Se uno dei duellanti, durante lo scontro, cade a terra, i testimoni sospenderanno subito il combattimento, e gli avversari dovranno essere posti nuovamente in guardia, come fu praticato nel primo assalto.

ART. 397.

Nel duello si considera, caduto a terra uno dei tiratori, non solo quando egli è lungo disteso al suolo; ma anche quando, scivolando o inciampando, il suo ginocchio tocca il terreno. [p. 231 modifica]

ART. 398.

Il duellante caduto deve essere considerato «disarmato» e di questo gode tutte le immunità; per cui, commetterebbe un assassinio chi lo ferisse, o tentasse di ferirlo volontariamente.

ART. 399.

Dal canto suo, il caduto non può trarre alcun vantaggio dalla sua disgrazia; nè gli è quindi lecito di approfittare dell’incertezza dell’avversario per colpirlo, come qualche volta si è verificato.

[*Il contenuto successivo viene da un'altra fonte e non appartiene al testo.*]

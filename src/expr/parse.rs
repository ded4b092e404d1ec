//! Convert the text of one cell formula into an expression tree

use pest::Parser;
use pest_derive::*;

/// Wrapper around Pest's `Pair`
type Pair<'i> = pest::iterators::Pair<'i, Rule>;

/// Pest-generated parser
#[derive(Parser)]
#[grammar = "expr/grammar.pest"]
pub struct FormulaParser;

/// An integer leaf
///
/// `folded` records that the value was obtained by collapsing a
/// parenthesized sum, which makes it the preferred multiplicand when a
/// multiplication around it is unrolled.
#[derive(Debug, Clone, Copy, PartialEq, Eq)]
pub struct Lit {
    pub value: i64,
    pub folded: bool,
}

impl Lit {
    pub fn plain(value: i64) -> Self {
        Self { value, folded: false }
    }

    pub fn folded(value: i64) -> Self {
        Self { value, folded: true }
    }
}

/// Expression tree for one cell formula
#[derive(Debug, Clone, PartialEq, Eq)]
pub enum Expr {
    Lit(Lit),
    Add(Box<Expr>, Box<Expr>),
    Sub(Box<Expr>, Box<Expr>),
    Mul(Box<Expr>, Box<Expr>),
    Div(Box<Expr>, Box<Expr>),
    /// A parenthesized group that survived folding (it contains a division)
    Paren(Box<Expr>),
}

impl Expr {
    pub fn add(lhs: Expr, rhs: Expr) -> Self {
        Expr::Add(Box::new(lhs), Box::new(rhs))
    }

    pub fn sub(lhs: Expr, rhs: Expr) -> Self {
        Expr::Sub(Box::new(lhs), Box::new(rhs))
    }

    pub fn mul(lhs: Expr, rhs: Expr) -> Self {
        Expr::Mul(Box::new(lhs), Box::new(rhs))
    }

    pub fn div(lhs: Expr, rhs: Expr) -> Self {
        Expr::Div(Box::new(lhs), Box::new(rhs))
    }

    pub fn lit(value: i64) -> Self {
        Expr::Lit(Lit::plain(value))
    }
}

/// Ways in which a formula can fail to become a tree
#[derive(Debug)]
pub enum ExprError {
    /// not an arithmetic expression
    Syntax(Box<pest::error::Error<Rule>>),
    /// a literal too large for the engine's integers
    Overflow(String),
}

impl std::fmt::Display for ExprError {
    fn fmt(&self, f: &mut std::fmt::Formatter<'_>) -> std::fmt::Result {
        match self {
            ExprError::Syntax(e) => write!(f, "syntax error: {}", e),
            ExprError::Overflow(s) => write!(f, "'{}' does not fit in an integer", s),
        }
    }
}

/// Parse the body of a formula (no leading `=`) into a tree
pub fn parse(input: &str) -> Result<Expr, ExprError> {
    let mut pairs = FormulaParser::parse(Rule::formula, input)
        .map_err(|e| ExprError::Syntax(Box::new(e)))?;
    // grammar: formula is exactly `SOI ~ expr ~ EOI`
    let formula = pairs.next().unwrap();
    let expr = formula
        .into_inner()
        .find(|p| p.as_rule() == Rule::expr)
        .unwrap();
    build_expr(expr)
}

// chain of terms joined by add_op
//
// safe to .unwrap() below: the grammar guarantees at least one term
// and an operand after every operator
fn build_expr(pair: Pair) -> Result<Expr, ExprError> {
    let mut inner = pair.into_inner();
    let mut lhs = build_term(inner.next().unwrap())?;
    while let Some(op) = inner.next() {
        let rhs = build_term(inner.next().unwrap())?;
        lhs = match op.as_str() {
            "+" => Expr::add(lhs, rhs),
            "-" => Expr::sub(lhs, rhs),
            _ => unreachable!(),
        };
    }
    Ok(lhs)
}

// chain of atoms joined by mul_op
fn build_term(pair: Pair) -> Result<Expr, ExprError> {
    let mut inner = pair.into_inner();
    let mut lhs = build_atom(inner.next().unwrap())?;
    while let Some(op) = inner.next() {
        let rhs = build_atom(inner.next().unwrap())?;
        lhs = match op.as_str() {
            "*" => Expr::mul(lhs, rhs),
            "/" => Expr::div(lhs, rhs),
            _ => unreachable!(),
        };
    }
    Ok(lhs)
}

fn build_atom(pair: Pair) -> Result<Expr, ExprError> {
    match pair.as_rule() {
        Rule::int | Rule::neg => {
            let value = pair
                .as_str()
                .parse::<i64>()
                .map_err(|_| ExprError::Overflow(pair.as_str().to_string()))?;
            Ok(Expr::lit(value))
        }
        Rule::group => {
            let inner = pair.into_inner().next().unwrap();
            Ok(Expr::Paren(Box::new(build_expr(inner)?)))
        }
        _ => unreachable!(),
    }
}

Nota. — Un simile procedimento è condannato dalle leggi cavalleresche, perchè sleale e codardo, non essendo ammessa la caduta, come una finta per ingannare l’avversario. Rammentiamo in proposito, quanto abbiamo già detto parlando dei doveri dei duellanti, ai quali, nei duelli alla spada o alla sciabola, è permesso piegarsi col corpo in qualunque senso, e chinarsi fino a porre la mano disarmata a terra, mai il ginocchio.